John Ruskin (1819–1900), the Victorian age’s foremost art critic, was born 200 years ago this February. In Ruskin and his Contemporaries (2018), a compilation of lectures and articles published to mark the occasion, Robert Hewison observes that ‘Anniversaries are arbitrary affairs’. But perhaps this arbitrariness is less revealing than the kinds of impetus and organisation that bring one anniversary to public attention over any other. Ruskin’s bicentenary has been in the planning for a long time: Ruskin To-Day, a body set up in 1995 to coordinate the centenary of his death, has circulated an impressively varied calendar of events, ranging from public lectures and symposia to exhibitions, student shows, and even a choral evensong. And this activity is not confined to the UK: there will be exhibitions at Harvard’s Houghton Library, at the Yale Center for British Art, and at the Mitsubishi Ichigokan Museum, Tokyo (which travels to Kurume and Osaka), as well as conferences in Venice, Pau, and San Marino. Hewison rightly suggests that anniversaries can bring ‘the past into the present; by making us revisit, and rethink, familiar material’. They also pose questions, as to the warrant for all this attention. Does Ruskin still deserve a place in the present? Is he in any sense our contemporary? And what, if so, is the appropriate balance between celebration and commemoration?

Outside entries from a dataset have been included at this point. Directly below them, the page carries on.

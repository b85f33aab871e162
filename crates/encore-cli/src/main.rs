mod cmd;
mod output;
mod root;

use clap::{Parser, Subcommand};
use cmd::config::ConfigSubcommand;
use std::path::PathBuf;

#[derive(Parser)]
#[command(
    name = "encore",
    about = "Newsletter dashboard: engagement metrics, artist discovery and the storyteller demo",
    version,
    propagate_version = true
)]
struct Cli {
    #[arg(long, global = true, env = "ENCORE_ROOT")]
    root: Option<PathBuf>,

    #[arg(long, global = true, short = 'j')]
    json: bool,

    #[command(subcommand)]
    command: Commands,
}

#[derive(Subcommand)]
enum Commands {
    /// Serve the JSON API
    Serve {
        /// Port to listen on (defaults to server.port)
        #[arg(long)]
        port: Option<u16>,
        /// Open the dashboard endpoint in a browser
        #[arg(long)]
        open: bool,
    },

    /// Run the storyteller generation demo in the terminal
    Demo {
        /// Step duration multiplier (defaults to demo.speed)
        #[arg(long)]
        speed: Option<f64>,
    },

    /// Engagement totals over recently sent issues
    Metrics {
        /// Window in days (defaults to analytics.default_window_days)
        #[arg(long)]
        days: Option<u32>,
    },

    /// Discovery roster, filtered and sorted
    Artists {
        #[arg(long)]
        genre: Option<String>,
        #[arg(long)]
        status: Option<String>,
        /// confidence, growth, listeners or recent
        #[arg(long)]
        sort: Option<String>,
    },

    /// Subscriber list with status counts
    Subscribers {
        #[arg(long)]
        status: Option<String>,
    },

    /// The fixed newsletter lineup and headline totals
    Genres,

    Config {
        #[command(subcommand)]
        subcommand: ConfigSubcommand,
    },
}

fn main() {
    let cli = Cli::parse();

    let default_level = match &cli.command {
        Commands::Serve { .. } => tracing::Level::INFO,
        _ => tracing::Level::WARN,
    };

    tracing_subscriber::fmt()
        .with_env_filter(
            tracing_subscriber::EnvFilter::from_default_env().add_directive(default_level.into()),
        )
        .with_target(false)
        .init();

    let root = root::resolve_root(cli.root.as_deref());

    let result = match cli.command {
        Commands::Serve { port, open } => cmd::serve::run(&root, port, open),
        Commands::Demo { speed } => cmd::demo::run(&root, speed, cli.json),
        Commands::Metrics { days } => cmd::metrics::run(&root, days, cli.json),
        Commands::Artists {
            genre,
            status,
            sort,
        } => cmd::artists::run(&root, genre, status, sort, cli.json),
        Commands::Subscribers { status } => cmd::subscribers::run(&root, status, cli.json),
        Commands::Genres => cmd::genres::run(cli.json),
        Commands::Config { subcommand } => cmd::config::run(&root, subcommand, cli.json),
    };

    if let Err(e) = result {
        eprintln!("error: {e:#}");
        std::process::exit(1);
    }
}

As with many Victorian figures, a pressing concern is what to do with those aspects of a legacy that might trouble or even appal us. Ruskin’s philanthropy was mixed up with the imperialist ferment of Oxford in the 1870s; and his attraction to childhood innocence places him in the company of Lewis Carroll and those ‘men in Wonderland’ whose ‘girlhood’ – to quote Catherine Robson – is hard and uncomfortable to categorise. In his politics and personal relations, he could be humane and kind-hearted, yet also high-handed and authoritarian. Ruskin’s legacy may not be precisely in tune with today’s attitudes, but he also caused a fair amount of outrage in his own time, through public spats with economists, the Anglican clergy, and, most famously, James McNeill Whistler. The more prurient and superficial responses of his contemporaries linger in our own time, as witnessed by the two-dimensional portraits of recent television and film: the BBC’s Desperate Romantics (2009), Emma Thompson’s Effie Gray (2014), and Mike Leigh’s otherwise sensitive Mr. Turner (2014).

Self-Portrait, in Blue Neckcloth (1873), John Ruskin. Morgan Library & Museum, New York.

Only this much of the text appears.